Perhaps the most damning indictment of the Hardys’ skill is their inability to find Brian when a ransom note shows up. Do they try to track Brian’s movements? Look for witnesses to his last known moments of freedom? Contact the police? No. They chase Pico for a while, wait, and then go out to Brian’s mother’s house to break the news to her, face to face. Fortunately for them, Brian is actually at his mother’s, and the ransom note is a fake. Unfortunately for them, someone has cut their brake line …
Ah, tampering with the brake line: the old movie chestnut, just as hoary as crawling through the ductwork in an office building. I’ve never crawled through a duct, but I know from experience that cutting the brake line being a sudden danger is bollocks. If you use the brakes at all — as Frank and Joe do on a mountain road before their brakes’ catastrophic failure — you can feel the brakes getting softer and less effective. You have a warning. That Frank can’t detect it also reflects poorly on the boys, or maybe on Fenton’s training. By this point in their careers, he has to know someone’s going to cut their brakes eventually, and he should have made sure they were prepared. I mean, the man has trained Frank to disarm land mines, for Thor’s sake.
With Brian safe, the boys and Marcus decide to try to trap the ersatz kidnapper. Although everyone suspects Pico, it’s Suzi B., the band’s fired dance choreographer, who had accused Marcus and Brian of stealing her song. Her ransom demand was her way of getting the money she was owed. The boys let her go, even though what she did was still a crime. But who cares? Frank and Joe seem to believe only attempted homicide is a crime worth their time.
And they get another attempted homicide; the music video requires a skydiving scene, and Brian’s parachute fails to open. To stack cliché atop cliché, Frank catches up with the falling Brian, and the two ride Frank’s parachute to safety. After this near disaster, the brothers start asking questions, and hey ho! they nail their suspect — Jason, Brian’s (jealous, but hiding it well) bandmate and best friend. Turns out he’s been trying to kill Brian because Brian always steals the spotlight, albeit inadvertently. It also turns out he stole Suzi B.’s song, then let Marcus steal it from him. With all those crimes, Frank seems concerned only with the parachute tampering: “That’s attempted murder … You could go to jail for that.”

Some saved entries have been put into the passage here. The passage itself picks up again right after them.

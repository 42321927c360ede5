//! Role → user resolution for dispatch recipients.

use async_trait::async_trait;
use dashmap::DashMap;
use sqlx::PgPool;
use thiserror::Error;

#[derive(Debug, Error)]
pub enum DirectoryError {
    #[error("Database error: {0}")]
    Database(#[from] sqlx::Error),

    #[error("Invalid users table name: {0}")]
    InvalidTable(String),
}

/// Looks up the users holding any of a set of roles
#[async_trait]
pub trait UserDirectory: Send + Sync {
    /// User ids holding any of `roles`, without duplicates.
    async fn users_in_roles(&self, roles: &[String]) -> Result<Vec<String>, DirectoryError>;
}

/// In-memory role assignments
#[derive(Default)]
pub struct MemoryUserDirectory {
    roles: DashMap<String, Vec<String>>,
}

impl MemoryUserDirectory {
    pub fn new() -> Self {
        Self::default()
    }

    /// Assign `role` to `user_id`
    pub fn assign(&self, user_id: impl Into<String>, role: impl Into<String>) {
        let user_id = user_id.into();
        let mut members = self.roles.entry(role.into()).or_default();
        if !members.contains(&user_id) {
            members.push(user_id);
        }
    }

    pub fn with_assignment(self, user_id: impl Into<String>, role: impl Into<String>) -> Self {
        self.assign(user_id, role);
        self
    }
}

#[async_trait]
impl UserDirectory for MemoryUserDirectory {
    async fn users_in_roles(&self, roles: &[String]) -> Result<Vec<String>, DirectoryError> {
        let mut users: Vec<String> = Vec::new();

        for role in roles {
            if let Some(members) = self.roles.get(role) {
                for user in members.iter() {
                    if !users.contains(user) {
                        users.push(user.clone());
                    }
                }
            }
        }

        Ok(users)
    }
}

/// Users table lookup: `SELECT id FROM <table> WHERE role_id = ANY(roles)`
pub struct PostgresUserDirectory {
    pool: PgPool,
    users_table: String,
}

impl PostgresUserDirectory {
    pub fn new(pool: PgPool, users_table: impl Into<String>) -> Result<Self, DirectoryError> {
        let users_table = users_table.into();
        if !is_valid_table_name(&users_table) {
            return Err(DirectoryError::InvalidTable(users_table));
        }

        Ok(Self { pool, users_table })
    }
}

#[async_trait]
impl UserDirectory for PostgresUserDirectory {
    async fn users_in_roles(&self, roles: &[String]) -> Result<Vec<String>, DirectoryError> {
        if roles.is_empty() {
            return Ok(Vec::new());
        }

        let users: Vec<String> = sqlx::query_scalar(&format!(
            "SELECT DISTINCT id::text FROM {} WHERE role_id::text = ANY($1)",
            self.users_table
        ))
        .bind(roles)
        .fetch_all(&self.pool)
        .await?;

        tracing::debug!(
            roles = ?roles,
            users = users.len(),
            "Resolved role recipients"
        );

        Ok(users)
    }
}

/// `table` or `schema.table`, each part a plain SQL identifier
fn is_valid_table_name(name: &str) -> bool {
    let parts: Vec<&str> = name.split('.').collect();
    parts.len() <= 2
        && parts.iter().all(|part| {
            let mut chars = part.chars();
            matches!(chars.next(), Some(c) if c.is_ascii_alphabetic() || c == '_')
                && chars.all(|c| c.is_ascii_alphanumeric() || c == '_')
        })
}
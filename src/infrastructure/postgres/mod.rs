//! PostgreSQL persistence module.
//!
//! Provides connection pooling and schema migrations.

pub mod pool;

pub use pool::{PostgresPool, PostgresPoolError};
use axum::{http::HeaderValue, Router};
use tower_http::{
    cors::{AllowOrigin, Any, CorsLayer},
    limit::RequestBodyLimitLayer,
    trace::TraceLayer,
};

use crate::api::api_routes;
use crate::config::ServerConfig;

use super::AppState;

fn cors_layer(config: &ServerConfig) -> CorsLayer {
    let origins: Vec<HeaderValue> = config
        .cors_origins
        .iter()
        .filter_map(|origin| match HeaderValue::from_str(origin) {
            Ok(value) => Some(value),
            Err(_) => {
                tracing::warn!(origin = %origin, "Ignoring invalid CORS origin");
                None
            }
        })
        .collect();

    let allow_origin = if origins.is_empty() {
        AllowOrigin::from(Any)
    } else {
        AllowOrigin::list(origins)
    };

    CorsLayer::new()
        .allow_origin(allow_origin)
        .allow_methods(Any)
        .allow_headers(Any)
}

pub fn create_app(state: AppState) -> Router {
    let cors = cors_layer(&state.settings.server);
    let body_limit = RequestBodyLimitLayer::new(state.settings.server.max_body_bytes);

    Router::new()
        .merge(api_routes(state.clone()))
        .layer(body_limit)
        .layer(TraceLayer::new_for_http())
        .layer(cors)
        .with_state(state)
}
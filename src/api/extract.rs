//! Request extractors that reject with the JSON error envelope.

use axum::{
    extract::{
        rejection::{JsonRejection, PathRejection, QueryRejection},
        FromRequest, FromRequestParts, Json, Path, Query, Request,
    },
    http::request::Parts,
};
use serde::de::DeserializeOwned;

use crate::error::AppError;

impl From<JsonRejection> for AppError {
    fn from(rejection: JsonRejection) -> Self {
        AppError::Validation(rejection.body_text())
    }
}

impl From<QueryRejection> for AppError {
    fn from(rejection: QueryRejection) -> Self {
        AppError::Validation(rejection.body_text())
    }
}

impl From<PathRejection> for AppError {
    fn from(rejection: PathRejection) -> Self {
        AppError::Validation(rejection.body_text())
    }
}

/// JSON body; malformed or incomplete bodies become `VALIDATION_ERROR`.
pub struct ApiJson<T>(pub T);

impl<T, S> FromRequest<S> for ApiJson<T>
where
    T: DeserializeOwned,
    S: Send + Sync,
{
    type Rejection = AppError;

    async fn from_request(req: Request, state: &S) -> Result<Self, Self::Rejection> {
        let Json(value) = Json::<T>::from_request(req, state).await?;
        Ok(ApiJson(value))
    }
}

/// Query string parameters
pub struct ApiQuery<T>(pub T);

impl<T, S> FromRequestParts<S> for ApiQuery<T>
where
    T: DeserializeOwned,
    S: Send + Sync,
{
    type Rejection = AppError;

    async fn from_request_parts(parts: &mut Parts, state: &S) -> Result<Self, Self::Rejection> {
        let Query(value) = Query::<T>::from_request_parts(parts, state).await?;
        Ok(ApiQuery(value))
    }
}

/// Path parameters
pub struct ApiPath<T>(pub T);

impl<T, S> FromRequestParts<S> for ApiPath<T>
where
    T: DeserializeOwned + Send,
    S: Send + Sync,
{
    type Rejection = AppError;

    async fn from_request_parts(parts: &mut Parts, state: &S) -> Result<Self, Self::Rejection> {
        let Path(value) = Path::<T>::from_request_parts(parts, state).await?;
        Ok(ApiPath(value))
    }
}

Could! What is the source of Frank’s doubt? Does he believe the justice system is incompetent? Does he think a confession is insufficient to secure a conviction? Does he agree with Sideshow Bob from The Simpsons, believing “attempted murder” isn’t really a crime?
Congratulations, Frank and Joe! It took only four potentially fatal incidents for you to figure out what the hell was going on. Fortunately for you, the attempted murderer was incompetent!